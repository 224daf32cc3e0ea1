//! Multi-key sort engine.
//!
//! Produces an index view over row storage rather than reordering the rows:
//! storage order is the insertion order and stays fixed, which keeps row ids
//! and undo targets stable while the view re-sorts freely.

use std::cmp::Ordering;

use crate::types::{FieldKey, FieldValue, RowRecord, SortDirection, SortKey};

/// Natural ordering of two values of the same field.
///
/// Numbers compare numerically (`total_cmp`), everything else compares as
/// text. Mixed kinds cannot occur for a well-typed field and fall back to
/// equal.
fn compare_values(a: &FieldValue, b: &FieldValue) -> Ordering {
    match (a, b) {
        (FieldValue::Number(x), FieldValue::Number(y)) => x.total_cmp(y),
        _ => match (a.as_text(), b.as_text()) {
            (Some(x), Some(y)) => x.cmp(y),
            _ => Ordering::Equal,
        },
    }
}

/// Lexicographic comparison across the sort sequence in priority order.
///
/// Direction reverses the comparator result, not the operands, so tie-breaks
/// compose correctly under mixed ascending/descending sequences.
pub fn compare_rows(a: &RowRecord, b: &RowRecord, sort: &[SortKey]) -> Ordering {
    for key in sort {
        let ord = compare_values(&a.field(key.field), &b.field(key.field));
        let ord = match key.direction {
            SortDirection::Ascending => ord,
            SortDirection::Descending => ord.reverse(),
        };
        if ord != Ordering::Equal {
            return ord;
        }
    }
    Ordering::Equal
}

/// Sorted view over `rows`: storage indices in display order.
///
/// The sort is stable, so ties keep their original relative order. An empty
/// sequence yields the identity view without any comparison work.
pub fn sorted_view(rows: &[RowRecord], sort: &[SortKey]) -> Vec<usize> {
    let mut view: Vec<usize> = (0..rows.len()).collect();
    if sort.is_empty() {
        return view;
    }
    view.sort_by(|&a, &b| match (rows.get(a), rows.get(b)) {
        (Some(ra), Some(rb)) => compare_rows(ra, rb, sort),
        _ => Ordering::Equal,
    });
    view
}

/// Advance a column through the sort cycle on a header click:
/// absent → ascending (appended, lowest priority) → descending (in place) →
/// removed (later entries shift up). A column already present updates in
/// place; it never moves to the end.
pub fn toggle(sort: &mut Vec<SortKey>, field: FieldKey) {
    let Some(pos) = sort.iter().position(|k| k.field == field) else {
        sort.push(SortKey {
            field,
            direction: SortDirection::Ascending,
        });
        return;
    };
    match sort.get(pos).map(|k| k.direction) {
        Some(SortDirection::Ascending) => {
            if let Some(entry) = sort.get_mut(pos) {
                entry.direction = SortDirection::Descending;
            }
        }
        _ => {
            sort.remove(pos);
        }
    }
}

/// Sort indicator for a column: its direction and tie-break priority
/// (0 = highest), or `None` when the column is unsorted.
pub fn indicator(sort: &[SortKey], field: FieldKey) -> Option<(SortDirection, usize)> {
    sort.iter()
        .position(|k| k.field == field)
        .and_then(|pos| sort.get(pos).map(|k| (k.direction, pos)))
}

→ Exercise
Restate word for word the entries above from the line with "fall back to" through the line with "match (a.as_text(), b.as_text())", inclusive, leaving out everything else.

→ Result below
/// text. Mixed kinds cannot occur for a well-typed field and fall back to
/// equal.
fn compare_values(a: &FieldValue, b: &FieldValue) -> Ordering {
    match (a, b) {
        (FieldValue::Number(x), FieldValue::Number(y)) => x.total_cmp(y),
        _ => match (a.as_text(), b.as_text()) {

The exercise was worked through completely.